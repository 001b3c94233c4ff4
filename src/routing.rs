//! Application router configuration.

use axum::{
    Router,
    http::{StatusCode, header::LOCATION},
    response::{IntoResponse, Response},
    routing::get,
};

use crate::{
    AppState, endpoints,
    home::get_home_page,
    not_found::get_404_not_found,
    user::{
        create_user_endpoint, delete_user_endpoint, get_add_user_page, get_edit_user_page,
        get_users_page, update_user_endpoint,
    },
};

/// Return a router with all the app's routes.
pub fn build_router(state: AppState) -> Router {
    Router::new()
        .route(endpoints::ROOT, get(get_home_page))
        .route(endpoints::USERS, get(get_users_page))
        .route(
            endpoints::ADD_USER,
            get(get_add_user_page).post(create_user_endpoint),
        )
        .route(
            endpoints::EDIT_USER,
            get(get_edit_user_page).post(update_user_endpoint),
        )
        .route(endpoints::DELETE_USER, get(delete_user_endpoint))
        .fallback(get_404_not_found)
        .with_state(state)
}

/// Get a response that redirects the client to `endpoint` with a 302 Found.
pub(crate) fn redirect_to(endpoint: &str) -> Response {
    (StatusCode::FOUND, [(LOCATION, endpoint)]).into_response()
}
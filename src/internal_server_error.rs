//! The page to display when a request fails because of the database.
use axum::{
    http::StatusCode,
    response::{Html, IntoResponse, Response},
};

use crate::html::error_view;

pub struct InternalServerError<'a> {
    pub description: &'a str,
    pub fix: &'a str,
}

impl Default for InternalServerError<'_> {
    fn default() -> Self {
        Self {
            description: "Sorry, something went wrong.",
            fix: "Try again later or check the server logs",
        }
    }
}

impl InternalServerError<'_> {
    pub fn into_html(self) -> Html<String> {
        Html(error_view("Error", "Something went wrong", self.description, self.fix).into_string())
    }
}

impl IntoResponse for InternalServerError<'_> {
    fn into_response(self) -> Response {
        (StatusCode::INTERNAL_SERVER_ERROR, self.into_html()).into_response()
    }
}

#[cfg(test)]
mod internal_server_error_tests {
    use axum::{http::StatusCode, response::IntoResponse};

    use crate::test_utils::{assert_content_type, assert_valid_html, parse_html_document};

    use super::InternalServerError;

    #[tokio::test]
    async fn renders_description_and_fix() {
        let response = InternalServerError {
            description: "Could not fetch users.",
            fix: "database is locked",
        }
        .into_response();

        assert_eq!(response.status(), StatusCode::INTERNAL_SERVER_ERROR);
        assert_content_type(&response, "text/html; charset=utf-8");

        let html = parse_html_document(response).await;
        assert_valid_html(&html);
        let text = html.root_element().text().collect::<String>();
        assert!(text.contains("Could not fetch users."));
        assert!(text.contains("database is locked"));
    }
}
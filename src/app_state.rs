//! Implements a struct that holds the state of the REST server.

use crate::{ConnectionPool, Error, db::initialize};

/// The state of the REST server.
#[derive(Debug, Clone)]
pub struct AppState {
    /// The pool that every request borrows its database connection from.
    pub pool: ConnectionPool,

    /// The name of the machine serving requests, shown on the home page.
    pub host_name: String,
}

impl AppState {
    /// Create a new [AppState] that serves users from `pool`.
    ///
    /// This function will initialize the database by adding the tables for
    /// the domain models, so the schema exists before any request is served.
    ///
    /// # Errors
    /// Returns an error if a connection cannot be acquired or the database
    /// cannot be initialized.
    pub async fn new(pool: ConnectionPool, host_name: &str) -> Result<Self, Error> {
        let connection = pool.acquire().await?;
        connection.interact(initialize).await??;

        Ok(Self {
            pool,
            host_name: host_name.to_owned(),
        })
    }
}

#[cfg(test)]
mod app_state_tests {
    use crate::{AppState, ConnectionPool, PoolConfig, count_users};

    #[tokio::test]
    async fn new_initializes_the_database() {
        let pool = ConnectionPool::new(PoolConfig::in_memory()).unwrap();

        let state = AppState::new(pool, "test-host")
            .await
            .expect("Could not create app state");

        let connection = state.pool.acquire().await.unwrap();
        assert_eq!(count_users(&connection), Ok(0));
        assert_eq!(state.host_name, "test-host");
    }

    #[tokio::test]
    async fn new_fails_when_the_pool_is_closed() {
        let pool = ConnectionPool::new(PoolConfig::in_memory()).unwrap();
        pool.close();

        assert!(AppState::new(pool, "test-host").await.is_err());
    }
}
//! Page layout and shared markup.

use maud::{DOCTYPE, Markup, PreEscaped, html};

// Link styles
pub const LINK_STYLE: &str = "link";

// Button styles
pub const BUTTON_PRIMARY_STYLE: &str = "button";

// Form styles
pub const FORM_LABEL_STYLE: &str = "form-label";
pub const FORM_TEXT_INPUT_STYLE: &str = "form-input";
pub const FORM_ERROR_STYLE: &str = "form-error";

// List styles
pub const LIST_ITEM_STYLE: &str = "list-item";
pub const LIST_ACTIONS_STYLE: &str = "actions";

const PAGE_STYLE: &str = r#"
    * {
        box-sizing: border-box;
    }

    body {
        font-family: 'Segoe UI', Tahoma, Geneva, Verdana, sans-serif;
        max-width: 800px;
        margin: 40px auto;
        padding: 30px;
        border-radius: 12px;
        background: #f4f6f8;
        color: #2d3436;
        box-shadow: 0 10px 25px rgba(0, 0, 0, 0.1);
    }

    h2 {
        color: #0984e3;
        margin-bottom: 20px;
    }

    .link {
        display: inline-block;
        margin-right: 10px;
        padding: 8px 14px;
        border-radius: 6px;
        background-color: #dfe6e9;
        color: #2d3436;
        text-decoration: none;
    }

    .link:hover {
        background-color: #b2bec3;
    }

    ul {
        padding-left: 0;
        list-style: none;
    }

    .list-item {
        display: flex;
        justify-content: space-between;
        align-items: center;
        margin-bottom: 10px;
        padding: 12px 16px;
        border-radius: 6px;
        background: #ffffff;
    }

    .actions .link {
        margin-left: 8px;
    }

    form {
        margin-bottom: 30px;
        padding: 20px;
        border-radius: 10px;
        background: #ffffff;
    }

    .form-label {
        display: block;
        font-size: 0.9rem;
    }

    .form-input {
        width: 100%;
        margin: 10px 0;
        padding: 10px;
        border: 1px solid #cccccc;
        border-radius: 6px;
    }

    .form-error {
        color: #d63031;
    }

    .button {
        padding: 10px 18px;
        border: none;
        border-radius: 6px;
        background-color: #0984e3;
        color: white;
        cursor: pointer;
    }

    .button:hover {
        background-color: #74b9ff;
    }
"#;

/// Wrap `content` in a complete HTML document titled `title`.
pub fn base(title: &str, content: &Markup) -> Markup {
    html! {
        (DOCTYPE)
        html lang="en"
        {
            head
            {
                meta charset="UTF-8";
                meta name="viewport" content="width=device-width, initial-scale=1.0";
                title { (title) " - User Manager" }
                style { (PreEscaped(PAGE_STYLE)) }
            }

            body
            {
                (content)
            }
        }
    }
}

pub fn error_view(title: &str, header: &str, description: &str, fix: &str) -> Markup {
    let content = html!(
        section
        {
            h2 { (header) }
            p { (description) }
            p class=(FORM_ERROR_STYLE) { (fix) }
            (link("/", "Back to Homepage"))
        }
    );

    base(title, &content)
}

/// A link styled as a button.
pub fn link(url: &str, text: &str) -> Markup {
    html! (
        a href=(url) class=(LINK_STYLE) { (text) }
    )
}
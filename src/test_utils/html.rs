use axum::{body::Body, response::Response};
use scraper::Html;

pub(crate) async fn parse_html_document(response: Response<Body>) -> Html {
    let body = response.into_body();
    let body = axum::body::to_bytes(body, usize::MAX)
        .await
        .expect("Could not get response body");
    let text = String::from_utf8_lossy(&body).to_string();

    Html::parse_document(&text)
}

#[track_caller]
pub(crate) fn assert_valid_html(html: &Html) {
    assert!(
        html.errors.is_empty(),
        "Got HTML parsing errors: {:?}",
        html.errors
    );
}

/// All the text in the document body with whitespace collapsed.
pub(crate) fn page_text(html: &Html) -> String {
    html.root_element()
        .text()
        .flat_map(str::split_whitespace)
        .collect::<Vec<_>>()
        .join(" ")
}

--- --- ---

* _Task details_
Starting at the line above that contains "use super::InternalServerError;", repeat each line exactly up to and including the line that contains "assert_valid_html(&html);", and stop there.

* _Response_
    use super::InternalServerError;

    #[tokio::test]
    async fn renders_description_and_fix() {
        let response = InternalServerError {
            description: "Could not fetch users.",
            fix: "database is locked",
        }
        .into_response();

        assert_eq!(response.status(), StatusCode::INTERNAL_SERVER_ERROR);
        assert_content_type(&response, "text/html; charset=utf-8");

        let html = parse_html_document(response).await;
        assert_valid_html(&html);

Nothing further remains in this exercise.